* _Task instructions_: Take each line of the material that includes "anomalous" and copy it.

* _Information shown_:
//! Binary min-heap ordered by a caller-supplied comparator.
//!
//! Unlike `std::collections::BinaryHeap`, the ordering is a closure rather
//! than an `Ord` impl, and the backing vector is exposed by index so callers
//! can mutate a tracked element in place and then restore heap order with
//! [`fix`](MinHeap::fix), or drop an arbitrary element with
//! [`remove`](MinHeap::remove).
//!
//! ## Architecture
//!
//! ```text
//!   data: [ 10 | 30 | 20 | 40 | 50 ]
//!
//!                 10            parent(i) = (i - 1) / 2
//!               /    \          left(i)   = 2i + 1
//!             30      20        right(i)  = 2i + 2
//!            /  \
//!          40    50
//! ```
//!
//! ## Operations
//!
//! | Operation  | Description                              | Complexity |
//! |------------|------------------------------------------|------------|
//! | `push`     | Insert and sift up                       | O(log n)   |
//! | `pop`      | Remove the minimum                       | O(log n)   |
//! | `peek`     | Borrow the minimum                       | O(1)       |
//! | `fix`      | Restore order after mutating index `i`   | O(log n)   |
//! | `remove`   | Remove the element at index `i`          | O(log n)   |
//! | `position` | Linear search by predicate               | O(n)       |
//! | `index_of` | Index of an element (indexed heaps only) | O(1)       |
//!
//! ## Example Usage
//!
//! ```
//! use evictkit::ds::MinHeap;
//!
//! let mut heap = MinHeap::new(|a: &u32, b: &u32| a < b);
//! heap.push(30);
//! heap.push(10);
//! heap.push(20);
//!
//! assert_eq!(heap.peek(), Some(&10));
//! assert_eq!(heap.pop(), Some(10));
//!
//! // Mutate a tracked element, then restore heap order.
//! let i = heap.position(|v| *v == 30).unwrap();
//! *heap.get_mut(i).unwrap() = 5;
//! heap.fix(i);
//! assert_eq!(heap.pop(), Some(5));
//! ```
//!
//! [`MinHeap::indexed`] builds a heap that keeps an element-to-index map
//! current through every move, for callers that remove by value.
//!
//! ## Thread Safety
//!
//! `MinHeap` is not thread-safe. The expiry engine keeps it under its state
//! lock.

use std::fmt;
use std::hash::Hash;

use rustc_hash::FxHashMap;

/// Observer told where each element sits after every heap move.
pub trait HeapPositions<T> {
    /// `item` now lives at `index`.
    fn moved(&mut self, item: &T, index: usize);
    /// `item` left the heap.
    fn removed(&mut self, item: &T);
    fn clear(&mut self);
}

/// Position observer that records nothing.
#[derive(Debug, Clone, Copy, Default)]
pub struct NoPositions;

impl<T> HeapPositions<T> for NoPositions {
    #[inline]
    fn moved(&mut self, _item: &T, _index: usize) {}
    #[inline]
    fn removed(&mut self, _item: &T) {}
    #[inline]
    fn clear(&mut self) {}
}

/// Element-to-index map for heaps whose elements are unique.
#[derive(Debug, Clone)]
pub struct HeapIndex<T> {
    positions: FxHashMap<T, usize>,
}

impl<T> Default for HeapIndex<T> {
    fn default() -> Self {
        Self {
            positions: FxHashMap::default(),
        }
    }
}

impl<T: Clone + Eq + Hash> HeapPositions<T> for HeapIndex<T> {
    fn moved(&mut self, item: &T, index: usize) {
        match self.positions.get_mut(item) {
            Some(slot) => *slot = index,
            None => {
                self.positions.insert(item.clone(), index);
            },
        }
    }

    fn removed(&mut self, item: &T) {
        self.positions.remove(item);
    }

    fn clear(&mut self) {
        self.positions.clear();
    }
}

/// Binary min-heap over `T`, ordered by `less`.
///
/// `less(a, b)` must be a strict weak order: it returns `true` when `a`
/// should be popped before `b`. `P` observes element moves; see
/// [`MinHeap::indexed`].
pub struct MinHeap<T, F, P = NoPositions> {
    data: Vec<T>,
    less: F,
    positions: P,
}

impl<T, F> MinHeap<T, F, NoPositions>
where
    F: Fn(&T, &T) -> bool,
{
    /// Creates an empty heap ordered by `less`.
    pub fn new(less: F) -> Self {
        Self {
            data: Vec::new(),
            less,
            positions: NoPositions,
        }
    }

    /// Creates an empty heap with room for `capacity` elements.
    pub fn with_capacity(capacity: usize, less: F) -> Self {
        Self {
            data: Vec::with_capacity(capacity),
            less,
            positions: NoPositions,
        }
    }

    /// Mutable access by index. Call [`fix`](Self::fix) afterwards if the
    /// change affects ordering.
    pub fn get_mut(&mut self, index: usize) -> Option<&mut T> {
        self.data.get_mut(index)
    }
}

impl<T, F> MinHeap<T, F, HeapIndex<T>>
where
    T: Clone + Eq + Hash,
    F: Fn(&T, &T) -> bool,
{
    /// Creates an empty heap that tracks where each element sits, so
    /// [`index_of`](Self::index_of) is O(1). Elements must be unique.
    ///
    /// ```
    /// use evictkit::ds::MinHeap;
    ///
    /// let mut heap = MinHeap::indexed(|a: &u32, b: &u32| a < b);
    /// heap.push(30);
    /// heap.push(10);
    /// heap.push(20);
    ///
    /// let i = heap.index_of(&20).unwrap();
    /// assert_eq!(heap.remove(i), Some(20));
    /// assert_eq!(heap.index_of(&20), None);
    /// assert_eq!(heap.index_of(&10), Some(0));
    /// ```
    pub fn indexed(less: F) -> Self {
        Self {
            data: Vec::new(),
            less,
            positions: HeapIndex::default(),
        }
    }

    /// Current index of `item`.
    pub fn index_of(&self, item: &T) -> Option<usize> {
        self.positions.positions.get(item).copied()
    }
}

impl<T, F, P> MinHeap<T, F, P>
where
    F: Fn(&T, &T) -> bool,
    P: HeapPositions<T>,
{
    pub fn len(&self) -> usize {
        self.data.len()
    }

    pub fn is_empty(&self) -> bool {
        self.data.is_empty()
    }

    /// Inserts `item`.
    pub fn push(&mut self, item: T) {
        let last = self.data.len();
        self.positions.moved(&item, last);
        self.data.push(item);
        self.sift_up(last);
    }

    /// Removes and returns the minimum, or `None` if the heap is empty.
    pub fn pop(&mut self) -> Option<T> {
        self.remove(0)
    }

    /// Borrows the minimum without removing it.
    pub fn peek(&self) -> Option<&T> {
        self.data.first()
    }

    /// Restores heap order after the element at `index` was changed.
    /// Out-of-range indices are ignored.
    pub fn fix(&mut self, index: usize) {
        if index >= self.data.len() {
            return;
        }
        if !self.sift_down(index) {
            self.sift_up(index);
        }
    }

    /// Removes and returns the element at `index`.
    pub fn remove(&mut self, index: usize) -> Option<T> {
        if index >= self.data.len() {
            return None;
        }
        let item = self.data.swap_remove(index);
        self.positions.removed(&item);
        if index < self.data.len() {
            self.positions.moved(&self.data[index], index);
            self.fix(index);
        }
        Some(item)
    }

    /// Returns the index of the first element matching `pred`.
    ///
    /// The index is only valid until the next mutation.
    pub fn position<Q>(&self, pred: Q) -> Option<usize>
    where
        Q: FnMut(&T) -> bool,
    {
        self.data.iter().position(pred)
    }

    pub fn clear(&mut self) {
        self.data.clear();
        self.positions.clear();
    }

    /// Returns the backing storage in heap order (not sorted).
    pub fn as_slice(&self) -> &[T] {
        &self.data
    }

    fn swap(&mut self, a: usize, b: usize) {
        self.data.swap(a, b);
        self.positions.moved(&self.data[a], a);
        self.positions.moved(&self.data[b], b);
    }

    fn sift_up(&mut self, mut index: usize) {
        while index > 0 {
            let parent = (index - 1) / 2;
            if !(self.less)(&self.data[index], &self.data[parent]) {
                break;
            }
            self.swap(index, parent);
            index = parent;
        }
    }

    /// Returns `true` if the element moved.
    fn sift_down(&mut self, start: usize) -> bool {
        let len = self.data.len();
        let mut index = start;
        loop {
            let left = 2 * index + 1;
            if left >= len {
                break;
            }
            let right = left + 1;
            let mut smallest = left;
            if right < len && (self.less)(&self.data[right], &self.data[left]) {
                smallest = right;
            }
            if !(self.less)(&self.data[smallest], &self.data[index]) {
                break;
            }
            self.swap(index, smallest);
            index = smallest;
        }
        index > start
    }

    #[cfg(any(test, debug_assertions))]
    pub(crate) fn is_valid_heap(&self) -> bool {
        (1..self.data.len()).all(|i| !(self.less)(&self.data[i], &self.data[(i - 1) / 2]))
    }
}

impl<T: fmt::Debug, F, P> fmt::Debug for MinHeap<T, F, P> {
    fn fmt(&self, f: &mut fmt::Formatter<'_>) -> fmt::Result {
        f.debug_struct("MinHeap").field("data", &self.data).finish()
    }
}
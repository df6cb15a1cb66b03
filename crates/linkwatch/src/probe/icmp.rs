use async_trait::async_trait;
use std::io;
use std::net::IpAddr;
use std::time::Duration;
use surge_ping::{Client, Config, ICMP, PingIdentifier, PingSequence, SurgeError};
use tracing::trace;

use super::transport::{EchoTransport, TransportError};
use super::types::{EchoOptions, EchoReply, EchoStatus};

/// ICMP echo over `surge-ping`
///
/// Every call opens its own socket and closes it before returning. Opening
/// the socket needs either `CAP_NET_RAW` or an unprivileged ICMP socket
/// range (`net.ipv4.ping_group_range`) that covers the running group.
#[derive(Debug, Default, Clone, Copy)]
pub struct IcmpTransport;

impl IcmpTransport {
    pub fn new() -> Self {
        Self
    }
}

#[async_trait]
impl EchoTransport for IcmpTransport {
    async fn echo(
        &self,
        address: IpAddr,
        timeout: Duration,
        payload: &[u8],
        options: EchoOptions,
    ) -> Result<EchoReply, TransportError> {
        let kind = match address {
            IpAddr::V4(_) => ICMP::V4,
            IpAddr::V6(_) => ICMP::V6,
        };
        trace!(
            %address,
            dont_fragment = options.dont_fragment,
            scope_id = options.scope_id,
            "sending echo request"
        );

        let client = Client::new(&Config::builder().kind(kind).build())
            .map_err(TransportError::Socket)?;
        set_dont_fragment(&client, kind, options.dont_fragment).map_err(TransportError::Socket)?;

        let mut pinger = client.pinger(address, PingIdentifier(rand::random())).await;
        pinger.timeout(timeout);
        if let Some(scope_id) = options.scope_id {
            pinger.scope_id(scope_id);
        }

        match pinger.ping(PingSequence(0), payload).await {
            Ok((_packet, rtt)) => Ok(EchoReply::success(rtt)),
            Err(SurgeError::Timeout { .. }) => Ok(EchoReply::new(EchoStatus::TimedOut, timeout)),
            Err(SurgeError::IOError(e)) => Err(TransportError::Io(e)),
            Err(e) => Err(TransportError::Other(e.to_string())),
        }
    }
}

#[cfg(target_os = "linux")]
fn set_dont_fragment(client: &Client, kind: ICMP, dont_fragment: bool) -> io::Result<()> {
    mtu_discover::set(client.get_socket().get_native_sock(), kind, dont_fragment)
}

#[cfg(not(target_os = "linux"))]
fn set_dont_fragment(_client: &Client, _kind: ICMP, dont_fragment: bool) -> io::Result<()> {
    trace!(dont_fragment, "don't-fragment left to the platform default");
    Ok(())
}

/// Path MTU discovery mode, which decides the DF bit on Linux
#[cfg(target_os = "linux")]
mod mtu_discover {
    use std::io;
    use std::os::fd::RawFd;
    use surge_ping::ICMP;

    /// `IP_PMTUDISC_DO` sets DF on every datagram, `IP_PMTUDISC_DONT` never does
    pub(super) fn set(fd: RawFd, kind: ICMP, dont_fragment: bool) -> io::Result<()> {
        let (level, name, value) = match kind {
            ICMP::V4 => (
                libc::IPPROTO_IP,
                libc::IP_MTU_DISCOVER,
                if dont_fragment { libc::IP_PMTUDISC_DO } else { libc::IP_PMTUDISC_DONT },
            ),
            ICMP::V6 => (
                libc::IPPROTO_IPV6,
                libc::IPV6_MTU_DISCOVER,
                if dont_fragment { libc::IPV6_PMTUDISC_DO } else { libc::IPV6_PMTUDISC_DONT },
            ),
        };

        // SAFETY: `fd` is an open socket for the duration of the call and
        // `value` is the c_int this option expects.
        let result = unsafe {
            libc::setsockopt(
                fd,
                level,
                name,
                (&raw const value).cast::<libc::c_void>(),
                size_of::<libc::c_int>() as libc::socklen_t,
            )
        };

        if result == 0 { Ok(()) } else { Err(io::Error::last_os_error()) }
    }

}
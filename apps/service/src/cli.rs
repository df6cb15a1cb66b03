use std::net::IpAddr;
use std::path::PathBuf;

use clap::Parser;
use logger::LogFormat;
use tracing::level_filters::LevelFilter;

use crate::config::Config;

/// Watch latency to an external host and the local gateway, logging only
/// anomalous samples
#[derive(Debug, Parser)]
#[command(name = "linkwatch", version, about)]
pub struct Cli {
    /// Config file (defaults to $XDG_CONFIG_HOME/linkwatch/config.toml)
    #[arg(short, long)]
    pub config: Option<PathBuf>,

    /// External host to probe
    #[arg(long)]
    pub host: Option<String>,

    /// Gateway address to probe instead of the routing table's choice
    #[arg(long)]
    pub gateway: Option<IpAddr>,

    /// Incident log file
    #[arg(long)]
    pub log_path: Option<PathBuf>,

    /// External round trip above which a sample is an incident
    #[arg(long)]
    pub threshold_ms: Option<u64>,

    /// Time between sampling ticks
    #[arg(long)]
    pub interval_ms: Option<u64>,

    /// Diagnostic log level (RUST_LOG takes precedence)
    #[arg(long, default_value_t = LevelFilter::INFO)]
    pub log_level: LevelFilter,

    /// Diagnostic log format: compact or json
    #[arg(long)]
    pub log_format: Option<LogFormat>,

    /// Print the effective configuration and exit
    #[arg(long)]
    pub print_config: bool,
}

impl Cli {
    /// Apply command line overrides on top of the file configuration
    pub fn apply(&self, config: &mut Config) {
        if let Some(host) = &self.host {
            config.target.host = host.clone();
        }
        if let Some(gateway) = self.gateway {
            config.target.gateway = Some(gateway);
        }
        if let Some(log_path) = &self.log_path {
            config.output.log_path = log_path.clone();
        }
        if let Some(threshold) = self.threshold_ms {
            config.sampling.latency_threshold_ms = threshold;
        }
        if let Some(interval) = self.interval_ms {
            config.sampling.interval_ms = interval;
        }
    }
}
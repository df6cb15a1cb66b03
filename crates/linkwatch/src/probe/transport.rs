use async_trait::async_trait;
use std::io;
use std::net::IpAddr;
use std::time::Duration;
use thiserror::Error;

use super::types::{EchoOptions, EchoReply};

/// Failure of the echo primitive itself
///
/// A reply with a non-success status is not a transport error.
#[derive(Debug, Error)]
pub enum TransportError {
    #[error("failed to open ICMP socket: {0}")]
    Socket(#[source] io::Error),
    #[error("{0}")]
    Io(#[from] io::Error),
    #[error("{0}")]
    Other(String),
}

/// ICMP echo primitive
#[async_trait]
pub trait EchoTransport: Send + Sync {
    /// Send one echo request to `address` and wait up to `timeout` for the reply
    async fn echo(
        &self,
        address: IpAddr,
        timeout: Duration,
        payload: &[u8],
        options: EchoOptions,
    ) -> Result<EchoReply, TransportError>;
}
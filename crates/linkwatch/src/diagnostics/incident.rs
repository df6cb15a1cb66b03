use chrono::{DateTime, SecondsFormat, Utc};
use std::fmt;
use std::time::Duration;

use super::classify::{Classification, GatewayStatus, classify};
use crate::sampling::Sample;

/// A formatted record of one anomalous sample
///
/// Rendered as four lines: the tick timestamp, the external failure, the
/// gateway status at the same instant, and a blank separator.
#[derive(Debug, Clone, PartialEq, Eq)]
pub struct Incident {
    started_at: DateTime<Utc>,
    classification: Classification,
    external_line: String,
    gateway: GatewayStatus,
}

impl Incident {
    /// Build the incident for `sample`, or `None` when it is healthy
    pub fn from_sample(sample: &Sample, host: &str, threshold: Duration) -> Option<Self> {
        let external = sample.external();
        let classification = classify(external, threshold);

        let external_line = match classification {
            Classification::Healthy => return None,
            Classification::ExternalTransportError => format!(
                "Error pinging {host}: {}",
                external.error_message.as_deref().unwrap_or_default()
            ),
            Classification::ExternalPingFailure => match external.reply {
                Some(reply) => format!("Error pinging {host}: {}", reply.status),
                None => format!("Error pinging {host}: unknown error"),
            },
            Classification::ExternalLatencyExceeded => format!(
                "Excessive RTT pinging {host}: {}ms",
                external.reply.map(|r| r.round_trip_time.as_millis()).unwrap_or_default()
            ),
        };

        Some(Self {
            started_at: sample.started_at(),
            classification,
            external_line,
            gateway: GatewayStatus::from_outcome(sample.gateway()),
        })
    }

    pub fn started_at(&self) -> DateTime<Utc> {
        self.started_at
    }

    pub fn classification(&self) -> Classification {
        self.classification
    }

    pub fn external_line(&self) -> &str {
        &self.external_line
    }

    pub fn gateway(&self) -> &GatewayStatus {
        &self.gateway
    }
}

impl fmt::Display for Incident {
    fn fmt(&self, f: &mut fmt::Formatter<'_>) -> fmt::Result {
        writeln!(f, "{}", self.started_at.to_rfc3339_opts(SecondsFormat::Micros, true))?;
        writeln!(f, "{}", self.external_line)?;
        writeln!(f, "{}", self.gateway)?;
        writeln!(f)
    }
}
use std::fmt;
use std::net::{IpAddr, Ipv6Addr};
use std::time::Duration;

/// Status carried by a completed echo exchange
#[derive(Debug, Clone, Copy, PartialEq, Eq)]
pub enum EchoStatus {
    Success,
    TimedOut,
}

impl EchoStatus {
    pub fn is_success(self) -> bool {
        self == EchoStatus::Success
    }
}

impl fmt::Display for EchoStatus {
    fn fmt(&self, f: &mut fmt::Formatter<'_>) -> fmt::Result {
        match self {
            EchoStatus::Success => write!(f, "success"),
            EchoStatus::TimedOut => write!(f, "timed out"),
        }
    }
}

/// A completed echo exchange
#[derive(Debug, Clone, Copy, PartialEq, Eq)]
pub struct EchoReply {
    pub status: EchoStatus,
    pub round_trip_time: Duration,
}

impl EchoReply {
    pub fn new(status: EchoStatus, round_trip_time: Duration) -> Self {
        Self { status, round_trip_time }
    }

    /// Successful reply after `round_trip_time`
    pub fn success(round_trip_time: Duration) -> Self {
        Self::new(EchoStatus::Success, round_trip_time)
    }

    pub fn is_success(&self) -> bool {
        self.status.is_success()
    }
}

/// Result of one probe
///
/// Normally exactly one of `reply` and `error_message` is set, but consumers
/// must cope with both or neither.
#[derive(Debug, Clone, Default, PartialEq, Eq)]
pub struct ProbeOutcome {
    /// Present only when the echo exchange completed
    pub reply: Option<EchoReply>,

    /// Present when the probe could not complete
    pub error_message: Option<String>,
}

impl ProbeOutcome {
    /// Outcome of a completed exchange
    pub fn replied(reply: EchoReply) -> Self {
        Self { reply: Some(reply), error_message: None }
    }

    /// Outcome of a probe that could not complete
    pub fn failed(message: impl Into<String>) -> Self {
        Self { reply: None, error_message: Some(message.into()) }
    }

    /// Round trip time of a successful reply
    pub fn success_rtt(&self) -> Option<Duration> {
        self.reply.filter(EchoReply::is_success).map(|reply| reply.round_trip_time)
    }
}

/// Options applied to the outgoing echo request
#[derive(Debug, Clone, Copy, PartialEq, Eq)]
pub struct EchoOptions {
    pub dont_fragment: bool,

    /// Outgoing interface index for a link-local IPv6 destination
    pub scope_id: Option<u32>,
}

impl Default for EchoOptions {
    fn default() -> Self {
        Self { dont_fragment: true, scope_id: None }
    }
}

/// Where a probe is sent
#[derive(Debug, Clone, PartialEq, Eq)]
pub enum ProbeTarget {
    /// Host name, resolved again on every probe
    Host(String),
    /// Fixed address
    Addr(IpAddr),
    /// Link-local IPv6 address, only reachable through interface `scope_id`
    Scoped { address: Ipv6Addr, scope_id: u32 },
}

impl fmt::Display for ProbeTarget {
    fn fmt(&self, f: &mut fmt::Formatter<'_>) -> fmt::Result {
        match self {
            ProbeTarget::Host(name) => write!(f, "{name}"),
            ProbeTarget::Addr(addr) => write!(f, "{addr}"),
            ProbeTarget::Scoped { address, scope_id } => write!(f, "{address}%{scope_id}"),
        }
    }
}
use std::net::IpAddr;
use std::sync::Arc;
use std::time::Duration;
use tokio::net::lookup_host;
use tokio::time::timeout;

use super::transport::EchoTransport;
use super::types::{EchoOptions, EchoReply, EchoStatus, ProbeOutcome, ProbeTarget};
use crate::settings::MonitorSettings;

/// Probe executor - runs one bounded echo per call
///
/// `probe` never returns an error. Resolution failures, transport errors and
/// timeouts all end up in the returned `ProbeOutcome`.
pub struct ProbeExecutor {
    transport: Arc<dyn EchoTransport>,
    timeout: Duration,
    payload: Vec<u8>,
    options: EchoOptions,
}

impl ProbeExecutor {
    pub fn new(
        transport: Arc<dyn EchoTransport>,
        timeout: Duration,
        payload: Vec<u8>,
        options: EchoOptions,
    ) -> Self {
        Self { transport, timeout, payload, options }
    }

    /// Create an executor using the probe settings
    pub fn from_settings(transport: Arc<dyn EchoTransport>, settings: &MonitorSettings) -> Self {
        Self::new(transport, settings.probe_timeout, settings.payload(), settings.echo_options())
    }

    /// Probe `target` once
    ///
    /// The whole probe, name resolution included, is bounded by the probe
    /// timeout. Hitting it yields a `TimedOut` reply.
    pub async fn probe(&self, target: &ProbeTarget) -> ProbeOutcome {
        let attempt = async {
            let (address, scope_id) = match resolve(target).await {
                Ok(resolved) => resolved,
                Err(message) => return ProbeOutcome::failed(message),
            };
            let options = EchoOptions { scope_id, ..self.options };

            match self.transport.echo(address, self.timeout, &self.payload, options).await {
                Ok(reply) => ProbeOutcome::replied(reply),
                Err(e) => ProbeOutcome::failed(e.to_string()),
            }
        };

        match timeout(self.timeout, attempt).await {
            Ok(outcome) => outcome,
            Err(_) => ProbeOutcome::replied(EchoReply::new(EchoStatus::TimedOut, self.timeout)),
        }
    }
}

/// Address to send to, plus the interface index for scoped targets
async fn resolve(target: &ProbeTarget) -> Result<(IpAddr, Option<u32>), String> {
    match target {
        ProbeTarget::Addr(address) => Ok((*address, None)),
        ProbeTarget::Scoped { address, scope_id } => Ok((IpAddr::V6(*address), Some(*scope_id))),
        ProbeTarget::Host(name) => lookup_host((name.as_str(), 0))
            .await
            .map_err(|e| format!("could not resolve {name}: {e}"))?
            .next()
            .map(|socket| (socket.ip(), None))
            .ok_or_else(|| format!("no addresses found for {name}")),
    }
}
#![warn(clippy::all, clippy::pedantic)]

use std::io::{self, Write};
use std::process::ExitCode;
use std::sync::Arc;

use anyhow::{Context, Result};
use clap::Parser;
use linkwatch::{EchoTransport, IcmpTransport, Monitor};
use tracing::{debug, error, info, warn};

mod cli;
mod config;
mod route;
mod startup;

use cli::Cli;
use config::Config;
use startup::{GatewayLookup, KernelRoutes, NameResolver, StartupError, SystemResolver};

#[tokio::main]
async fn main() -> ExitCode {
    let cli = Cli::parse();
    logger::init(cli.log_level, cli.log_format);

    match launch(cli, &SystemResolver, &KernelRoutes, Arc::new(IcmpTransport::new())).await {
        Ok(code) => code,
        Err(e) => {
            error!("{:?}", e);
            ExitCode::FAILURE
        }
    }
}

async fn launch(
    cli: Cli,
    resolver: &dyn NameResolver,
    routes: &dyn GatewayLookup,
    transport: Arc<dyn EchoTransport>,
) -> Result<ExitCode> {
    let mut config = Config::from_config(cli.config.as_deref()).context("loading configuration")?;
    cli.apply(&mut config);

    if cli.print_config {
        print!("{config}");
        return Ok(ExitCode::SUCCESS);
    }

    let settings = config.to_settings()?;
    let plan = match startup::prepare(&settings.external_host, config.target.gateway, resolver, routes)
        .await
    {
        Ok(plan) => plan,
        Err(e) => {
            debug!("Startup failed: {:?}", e);
            let _ = write_startup_failure(&mut io::stderr().lock(), &e);
            return Ok(ExitCode::FAILURE);
        }
    };

    info!(
        host = %settings.external_host,
        external = %plan.external,
        gateway = %plan.gateway,
        log = %settings.log_path.display(),
        "Starting monitor"
    );

    let summary = Monitor::new(settings, plan.gateway, transport)
        .run(shutdown_signal())
        .await
        .context("monitor terminated")?;

    info!(
        ticks = summary.ticks,
        incidents = summary.evaluation.incidents,
        write_failures = summary.evaluation.write_failures,
        "Monitor stopped"
    );
    Ok(ExitCode::SUCCESS)
}

/// Operator-facing lines for a startup failure, independent of log filtering
fn write_startup_failure(out: &mut impl Write, error: &StartupError) -> io::Result<()> {
    writeln!(out, "{error}")?;
    writeln!(out, "{}", error.hint())
}

async fn shutdown_signal() {
    if let Err(e) = tokio::signal::ctrl_c().await {
        warn!("Failed to listen for Ctrl-C, running until killed: {}", e);
        std::future::pending::<()>().await;
    }
}

#[cfg(test)]
mod tests {
    use super::*;
    use async_trait::async_trait;
    use linkwatch::ProbeTarget;
    use std::net::IpAddr;
    use tempfile::tempdir;

    struct NoAddresses;

    #[async_trait]
    impl NameResolver for NoAddresses {
        async fn resolve(&self, _host: &str) -> io::Result<Vec<IpAddr>> {
            Ok(Vec::new())
        }
    }

    struct NoRoutes;

    #[async_trait]
    impl GatewayLookup for NoRoutes {
        async fn gateway_for(&self, _destination: IpAddr) -> io::Result<Option<ProbeTarget>> {
            Ok(None)
        }
    }

    #[tokio::test]
    async fn test_empty_resolution_exits_before_monitoring() {
        let dir = tempdir().unwrap();
        let config_path = dir.path().join("config.toml");
        let log_path = dir.path().join("out.log");
        let cli = Cli::parse_from([
            "linkwatch",
            "--config",
            config_path.to_str().unwrap(),
            "--log-path",
            log_path.to_str().unwrap(),
        ]);

        let code = launch(cli, &NoAddresses, &NoRoutes, Arc::new(IcmpTransport::new()))
            .await
            .unwrap();

        assert_eq!(code, ExitCode::FAILURE);
        assert!(!log_path.exists());
    }

    #[test]
    fn test_startup_failure_is_written_for_the_operator() {
        let mut out = Vec::new();
        let error = StartupError::NoAddresses { host: "www.google.com".to_string() };
        write_startup_failure(&mut out, &error).unwrap();

        assert_eq!(
            String::from_utf8(out).unwrap(),
            "Could not resolve www.google.com.\nCheck your Internet connection.\n"
        );
    }

    #[tokio::test]
    async fn test_print_config_exits_cleanly() {
        let dir = tempdir().unwrap();
        let config_path = dir.path().join("config.toml");
        let cli = Cli::parse_from([
            "linkwatch",
            "--config",
            config_path.to_str().unwrap(),
            "--print-config",
        ]);

        let code = launch(cli, &NoAddresses, &NoRoutes, Arc::new(IcmpTransport::new()))
            .await
            .unwrap();

        assert_eq!(code, ExitCode::SUCCESS);
        assert!(config_path.exists());
    }
}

* _Reply_:
/// anomalous samples
/// A formatted record of one anomalous sample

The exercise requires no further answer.